L’écrivain-patient s’est muni lui aussi d’un clamp pour essayer de s’y retrouver, d’examiner les modifications de son corps, tout en essayant de joindre, comme les lèvres d’une blessure, les éléments du passé et du présent d’un « temps interrompu », et cette autoscopie chirurgicale attentive fait partie de ce qui rend le livre poignant, malgré « ses imperfections, ses bavardages, ses défauts ».
P.S. La lecture préférée de Philippe Lançon chaque fois qu’il se rend au bloc est le passage de La Recherche du temps perdu qui évoque la mort de la grand-mère, un des plus profonds de toute l’œuvre de Proust sur la médecine, la maladie et la mort (Le Côté de Guermantes, fin de la première partie, à partir de la p. 594 de l’édition Pléiade, et partie II, 1).

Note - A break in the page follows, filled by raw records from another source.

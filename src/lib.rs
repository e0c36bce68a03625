//! bbox-editor: the core of a bounding-shape image annotation editor.
//!
//! Images are annotated with boxes and polygons that belong to named,
//! colored categories and can carry nested parts ("wheel" inside "car").
//! The crate provides the annotation model, the category/shape tree the
//! editor displays, and persistence to PASCAL VOC XML and a lossless JSON
//! project format.
//!
//! # Modules
//!
//! - [`model`]: Annotation types (ImageAnnotationData, BoundingShapeData, categories, metadata)
//! - [`tree`]: Category/shape tree kept in sync with an image's shape list
//! - [`io`]: Save/load strategies with progress, cancellation and per-image failures
//! - [`validation`]: Project validation and error reporting
//! - [`error`]: Error types for bbox-editor operations

pub mod error;
pub mod io;
pub mod model;
pub mod tree;
pub mod validation;

use std::path::PathBuf;

use clap::{Parser, Subcommand};

pub use error::EditorError;
use io::{StrategyFormat, TaskControl};

/// The bbox-editor CLI application.
#[derive(Parser)]
#[command(name = "bbox-editor")]
#[command(version, about)]
#[command(propagate_version = true)]
struct Cli {
    #[command(subcommand)]
    command: Option<Commands>,
}

/// Available subcommands.
#[derive(Subcommand)]
enum Commands {
    /// Convert a project between PASCAL VOC and SIMPLE.
    Convert(ConvertArgs),
    /// Validate a project for errors and warnings.
    Validate(ValidateArgs),
    /// Print image header metadata (width, height, channel depth).
    Metadata(MetadataArgs),
    /// Create a SIMPLE project with one empty annotation per image in a folder.
    Init(InitArgs),
}

/// Arguments for the convert subcommand.
#[derive(clap::Args)]
struct ConvertArgs {
    /// Input format ('pascal-voc' or 'simple').
    #[arg(long, env = "BBOX_EDITOR_FROM")]
    from: String,

    /// Output format ('pascal-voc' or 'simple').
    #[arg(long, env = "BBOX_EDITOR_TO")]
    to: String,

    /// Input directory (PASCAL VOC) or file (SIMPLE).
    input: PathBuf,

    /// Output directory (PASCAL VOC) or file (SIMPLE).
    output: PathBuf,
}

/// Arguments for the validate subcommand.
#[derive(clap::Args)]
struct ValidateArgs {
    /// Input directory (PASCAL VOC) or file (SIMPLE).
    input: PathBuf,

    /// Input format ('pascal-voc' or 'simple').
    #[arg(long, default_value = "simple")]
    format: String,

    /// Treat warnings as errors (exit non-zero if any warnings).
    #[arg(long)]
    strict: bool,

    /// Output format for the report ('text' or 'json').
    #[arg(long, default_value = "text")]
    output: String,
}

/// Arguments for the metadata subcommand.
#[derive(clap::Args)]
struct MetadataArgs {
    /// Image files to inspect.
    #[arg(required = true)]
    images: Vec<PathBuf>,
}

/// Arguments for the init subcommand.
#[derive(clap::Args)]
struct InitArgs {
    /// Folder containing the images to annotate.
    image_dir: PathBuf,

    /// SIMPLE project file to create.
    output: PathBuf,
}

/// Run the bbox-editor CLI.
///
/// This is the main entry point for the CLI, called from `main.rs`.
pub fn run() -> Result<(), EditorError> {
    let cli = Cli::parse();

    match cli.command {
        Some(Commands::Convert(args)) => run_convert(args),
        Some(Commands::Validate(args)) => run_validate(args),
        Some(Commands::Metadata(args)) => run_metadata(args),
        Some(Commands::Init(args)) => run_init(args),
        None => {
            println!("bbox-editor {}", env!("CARGO_PKG_VERSION"));
            println!();
            println!("Bounding-shape annotation projects in PASCAL VOC and SIMPLE formats.");
            println!();
            println!("Run 'bbox-editor --help' for usage information.");
            Ok(())
        }
    }
}

/// Execute the convert subcommand.
fn run_convert(args: ConvertArgs) -> Result<(), EditorError> {
    // Resolve both formats before touching the filesystem
    let from: StrategyFormat = args.from.parse()?;
    let to: StrategyFormat = args.to.parse()?;

    let imported = io::load(from, &args.input, &TaskControl::none())?;
    println!("Loaded {} ({})", args.input.display(), from);
    print!("{}", imported);

    let exported = io::save(to, &imported.data, &args.output, &TaskControl::none())?;
    println!("Saved {} ({})", args.output.display(), to);
    print!("{}", exported);

    let failed = imported.errors.len() + exported.errors.len();
    if failed > 0 {
        return Err(EditorError::BatchFailed {
            failed,
            total: imported.total_items + exported.total_items,
        });
    }
    Ok(())
}

/// Execute the validate subcommand.
fn run_validate(args: ValidateArgs) -> Result<(), EditorError> {
    let format: StrategyFormat = args.format.parse()?;
    let imported = io::load(format, &args.input, &TaskControl::none())?;
    for issue in &imported.errors {
        eprintln!("Load error: {}", issue);
    }

    let opts = validation::ValidateOptions {
        strict: args.strict,
    };
    let report = validation::validate(&imported.data);

    match args.output.as_str() {
        "json" => {
            // Simple JSON output for programmatic use
            println!("{{");
            println!("  \"error_count\": {},", report.error_count());
            println!("  \"warning_count\": {},", report.warning_count());
            println!("  \"issues\": [");
            for (i, issue) in report.issues.iter().enumerate() {
                let comma = if i < report.issues.len() - 1 { "," } else { "" };
                println!("    {{");
                println!("      \"severity\": \"{:?}\",", issue.severity);
                println!("      \"code\": \"{:?}\",", issue.code);
                println!("      \"message\": {},", json_string(&issue.message));
                println!("      \"context\": {}", json_string(&issue.context.to_string()));
                println!("    }}{}", comma);
            }
            println!("  ]");
            println!("}}");
        }
        _ => {
            print!("{}", report);
        }
    }

    if !report.passes(&opts) {
        Err(EditorError::ValidationFailed {
            error_count: report.error_count(),
            warning_count: report.warning_count(),
            report,
        })
    } else if !imported.errors.is_empty() {
        Err(EditorError::BatchFailed {
            failed: imported.errors.len(),
            total: imported.total_items,
        })
    } else {
        Ok(())
    }
}

/// Execute the metadata subcommand.
///
/// Unreadable images are listed as unknown; this never fails.
fn run_metadata(args: MetadataArgs) -> Result<(), EditorError> {
    for path in &args.images {
        let (metadata, warning) = model::read_image_metadata(path);
        if let Some(warning) = warning {
            log::warn!("{warning}");
        }
        if metadata.has_known_dimensions() {
            println!(
                "{}\t{}x{}x{}",
                path.display(),
                metadata.width,
                metadata.height,
                metadata.depth
            );
        } else {
            println!("{}\tunknown", path.display());
        }
    }
    Ok(())
}

/// Execute the init subcommand.
fn run_init(args: InitArgs) -> Result<(), EditorError> {
    let (data, warnings) = model::scan_image_folder(&args.image_dir)?;
    for warning in &warnings {
        eprintln!("Warning: {}", warning);
    }

    let exported = io::save(StrategyFormat::Simple, &data, &args.output, &TaskControl::none())?;
    println!(
        "Created {} with {} image(s), {} metadata warning(s)",
        args.output.display(),
        exported.processed_items,
        warnings.len()
    );
    if !exported.errors.is_empty() {
        return Err(EditorError::BatchFailed {
            failed: exported.errors.len(),
            total: exported.total_items,
        });
    }
    Ok(())
}

fn json_string(raw: &str) -> String {
    serde_json::Value::String(raw.to_string()).to_string()
}
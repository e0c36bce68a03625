//! Object categories and the project-scoped category registry.

use serde::{Deserialize, Serialize};
use std::collections::BTreeMap;
use std::fmt;
use std::str::FromStr;

use super::ids::CategoryId;
use crate::error::EditorError;

/// An RGBA display color with 8 bits per channel.
///
/// Serialized as `#rrggbbaa` so registry files stay readable and diffable.
#[derive(Clone, Copy, Debug, PartialEq, Eq, Hash)]
pub struct Color {
    pub r: u8,
    pub g: u8,
    pub b: u8,
    pub a: u8,
}

impl Color {
    /// Creates an opaque color.
    pub const fn rgb(r: u8, g: u8, b: u8) -> Self {
        Self { r, g, b, a: 255 }
    }

    /// Creates a color with an explicit alpha channel.
    pub const fn rgba(r: u8, g: u8, b: u8, a: u8) -> Self {
        Self { r, g, b, a }
    }

    /// Deterministic color for a category name.
    ///
    /// The hue comes from the CRC-32C of the name; saturation and value are
    /// fixed so every generated color is readable on a dark image overlay.
    pub fn for_name(name: &str) -> Self {
        let hue = (crc32c::crc32c(name.as_bytes()) % 360) as f64;
        hsv_to_rgb(hue, 0.65, 0.9)
    }
}

fn hsv_to_rgb(hue: f64, saturation: f64, value: f64) -> Color {
    let chroma = value * saturation;
    let sector = hue / 60.0;
    let x = chroma * (1.0 - (sector % 2.0 - 1.0).abs());
    let (r, g, b) = match sector as u32 {
        0 => (chroma, x, 0.0),
        1 => (x, chroma, 0.0),
        2 => (0.0, chroma, x),
        3 => (0.0, x, chroma),
        4 => (x, 0.0, chroma),
        _ => (chroma, 0.0, x),
    };
    let m = value - chroma;
    let to_u8 = |c: f64| ((c + m) * 255.0).round().clamp(0.0, 255.0) as u8;
    Color::rgb(to_u8(r), to_u8(g), to_u8(b))
}

impl fmt::Display for Color {
    fn fmt(&self, f: &mut fmt::Formatter<'_>) -> fmt::Result {
        write!(
            f,
            "#{:02x}{:02x}{:02x}{:02x}",
            self.r, self.g, self.b, self.a
        )
    }
}

impl FromStr for Color {
    type Err = String;

    /// Parses `#rrggbb` or `#rrggbbaa` (case-insensitive, `#` optional).
    fn from_str(raw: &str) -> Result<Self, Self::Err> {
        let hex = raw.trim().trim_start_matches('#');
        if !(hex.len() == 6 || hex.len() == 8) || !hex.is_ascii() {
            return Err(format!("invalid color '{raw}'; expected #rrggbb or #rrggbbaa"));
        }
        let channel = |idx: usize| {
            u8::from_str_radix(&hex[idx..idx + 2], 16)
                .map_err(|_| format!("invalid color '{raw}'; non-hex digit"))
        };
        let alpha = if hex.len() == 8 { channel(6)? } else { 255 };
        Ok(Color::rgba(channel(0)?, channel(2)?, channel(4)?, alpha))
    }
}

impl Serialize for Color {
    fn serialize<S: serde::Serializer>(&self, serializer: S) -> Result<S::Ok, S::Error> {
        serializer.collect_str(self)
    }
}

impl<'de> Deserialize<'de> for Color {
    fn deserialize<D: serde::Deserializer<'de>>(deserializer: D) -> Result<Self, D::Error> {
        let raw = String::deserialize(deserializer)?;
        raw.parse().map_err(serde::de::Error::custom)
    }
}

/// A named object category with a display color.
#[derive(Clone, Debug, PartialEq, Serialize, Deserialize)]
pub struct ObjectCategory {
    pub id: CategoryId,
    pub name: String,
    pub color: Color,
}

impl ObjectCategory {
    /// Creates a new category with the given properties.
    pub fn new(id: impl Into<CategoryId>, name: impl Into<String>, color: Color) -> Self {
        Self {
            id: id.into(),
            name: name.into(),
            color,
        }
    }
}

/// Registry of all categories known to a project.
///
/// Names are unique. Iteration follows insertion order, which is also the
/// order categories are persisted in.
#[derive(Clone, Debug, Serialize, Deserialize)]
#[serde(try_from = "Vec<ObjectCategory>", into = "Vec<ObjectCategory>")]
pub struct CategoryRegistry {
    categories: Vec<ObjectCategory>,
    // `None` once `u64::MAX` has been handed out or restored.
    next_id: Option<u64>,
}

impl CategoryRegistry {
    /// Creates an empty registry.
    pub fn new() -> Self {
        Self {
            categories: Vec::new(),
            next_id: Some(1),
        }
    }

    pub fn len(&self) -> usize {
        self.categories.len()
    }

    pub fn is_empty(&self) -> bool {
        self.categories.is_empty()
    }

    /// Iterates categories in insertion order.
    pub fn iter(&self) -> impl Iterator<Item = &ObjectCategory> {
        self.categories.iter()
    }

    /// Adds a new category and returns its freshly assigned ID.
    ///
    /// Fails with [`EditorError::CategoryIdExhausted`] once the ID space is
    /// used up; IDs are never reused, even after removal.
    pub fn add(&mut self, name: impl Into<String>, color: Color) -> Result<CategoryId, EditorError> {
        let name = name.into();
        self.check_name_available(&name, None)?;
        let mut next = self.next_id.ok_or(EditorError::CategoryIdExhausted)?;
        while self.contains(CategoryId::new(next)) {
            next = next.checked_add(1).ok_or(EditorError::CategoryIdExhausted)?;
        }
        let id = CategoryId::new(next);
        self.next_id = next.checked_add(1);
        self.categories.push(ObjectCategory { id, name, color });
        Ok(id)
    }

    /// Inserts a category keeping its existing ID (used when restoring a project).
    pub fn insert(&mut self, category: ObjectCategory) -> Result<(), EditorError> {
        if self.contains(category.id) {
            return Err(EditorError::DuplicateCategoryId { id: category.id });
        }
        self.check_name_available(&category.name, None)?;
        self.next_id = match (self.next_id, category.id.as_u64().checked_add(1)) {
            (Some(next), Some(after)) => Some(next.max(after)),
            _ => None,
        };
        self.categories.push(category);
        Ok(())
    }

    /// Looks up a category by name, creating it with a name-derived color if missing.
    pub fn get_or_create(&mut self, name: &str) -> Result<CategoryId, EditorError> {
        match self.id_of(name) {
            Some(id) => Ok(id),
            None => self.add(name, Color::for_name(name)),
        }
    }

    pub fn get(&self, id: CategoryId) -> Option<&ObjectCategory> {
        self.categories.iter().find(|c| c.id == id)
    }

    pub fn contains(&self, id: CategoryId) -> bool {
        self.get(id).is_some()
    }

    pub fn by_name(&self, name: &str) -> Option<&ObjectCategory> {
        self.categories.iter().find(|c| c.name == name)
    }

    pub fn id_of(&self, name: &str) -> Option<CategoryId> {
        self.by_name(name).map(|c| c.id)
    }

    /// Name of a category, or an error naming the dangling ID.
    pub fn name_of(&self, id: CategoryId) -> Result<&str, EditorError> {
        self.get(id)
            .map(|c| c.name.as_str())
            .ok_or(EditorError::UnknownCategory { id })
    }

    /// Renames a category. Fails if another category already uses `new_name`.
    pub fn rename(&mut self, id: CategoryId, new_name: impl Into<String>) -> Result<(), EditorError> {
        let new_name = new_name.into();
        self.check_name_available(&new_name, Some(id))?;
        let category = self.get_mut(id)?;
        category.name = new_name;
        Ok(())
    }

    pub fn set_color(&mut self, id: CategoryId, color: Color) -> Result<(), EditorError> {
        self.get_mut(id)?.color = color;
        Ok(())
    }

    /// Removes a category unconditionally.
    ///
    /// Callers holding shapes should go through
    /// [`ImageAnnotationData::remove_category`](super::ImageAnnotationData::remove_category),
    /// which refuses while the category is still in use.
    pub fn remove(&mut self, id: CategoryId) -> Result<ObjectCategory, EditorError> {
        let idx = self
            .categories
            .iter()
            .position(|c| c.id == id)
            .ok_or(EditorError::UnknownCategory { id })?;
        Ok(self.categories.remove(idx))
    }

    /// Name to color mapping for exchange with other projects.
    pub fn color_map(&self) -> BTreeMap<String, Color> {
        self.categories
            .iter()
            .map(|c| (c.name.clone(), c.color))
            .collect()
    }

    /// Applies colors from an exchanged mapping to categories with matching names.
    ///
    /// Returns the number of categories whose color was set.
    pub fn apply_colors(&mut self, colors: &BTreeMap<String, Color>) -> usize {
        let mut applied = 0;
        for category in &mut self.categories {
            if let Some(color) = colors.get(&category.name) {
                category.color = *color;
                applied += 1;
            }
        }
        applied
    }

    fn get_mut(&mut self, id: CategoryId) -> Result<&mut ObjectCategory, EditorError> {
        self.categories
            .iter_mut()
            .find(|c| c.id == id)
            .ok_or(EditorError::UnknownCategory { id })
    }

    fn check_name_available(&self, name: &str, except: Option<CategoryId>) -> Result<(), EditorError> {
        if name.trim().is_empty() {
            return Err(EditorError::EmptyCategoryName);
        }
        match self.by_name(name) {
            Some(existing) if Some(existing.id) != except => Err(EditorError::DuplicateCategory {
                name: name.to_string(),
            }),
            _ => Ok(()),
        }
    }
}

impl Default for CategoryRegistry {
    fn default() -> Self {
        Self::new()
    }
}

// The ID counter is bookkeeping, not content.
impl PartialEq for CategoryRegistry {
    fn eq(&self, other: &Self) -> bool {
        self.categories == other.categories
    }
}

impl TryFrom<Vec<ObjectCategory>> for CategoryRegistry {
    type Error = EditorError;

    fn try_from(categories: Vec<ObjectCategory>) -> Result<Self, Self::Error> {
        let mut registry = CategoryRegistry::new();
        for category in categories {
            registry.insert(category)?;
        }
        Ok(registry)
    }
}

impl From<CategoryRegistry> for Vec<ObjectCategory> {
    fn from(registry: CategoryRegistry) -> Self {
        registry.categories
    }
}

On ne se lasse pas de lire et relire ces pages bouleversantes séparément comme le fait Lançon.
Question que je me pose après avoir lu ce beau blog : à quelle préoccupation profonde répond cette déambulation à travers des livres où la chirurgie tient une si grande place?M’est revenu le souvenir de ces vers de Jaccottet :” Sur la douleur on en aurait trop long à dire,/Mais quelque chose n’est pas entamé par ce couteau/ Ou se referme après son coup / Comme l’eau derrière la barque” Ecrirait-on sans ce “trop long à dire” de l’efficace du couteau et sa trace muette? Ecrire pour restaurer un visage détruit ou une âme inquiète. Pour certains, l’écriture demeure la seule alternative au désarroi de vivre. Mais, je suis probablement hors sujet, comme on l’écrivait naguère sur mes copies!
Un abrazo
“Mais quelque chose n’est pas entamé par ce couteau / Ou se referme après son coup / Comme l’eau derrière la barque”. C’est d’une extraordinaire sérénité.
Quant à ce blog, il est par nature hors-sujet et les gambades poétiques comme les tiennes y sont les bienvenues.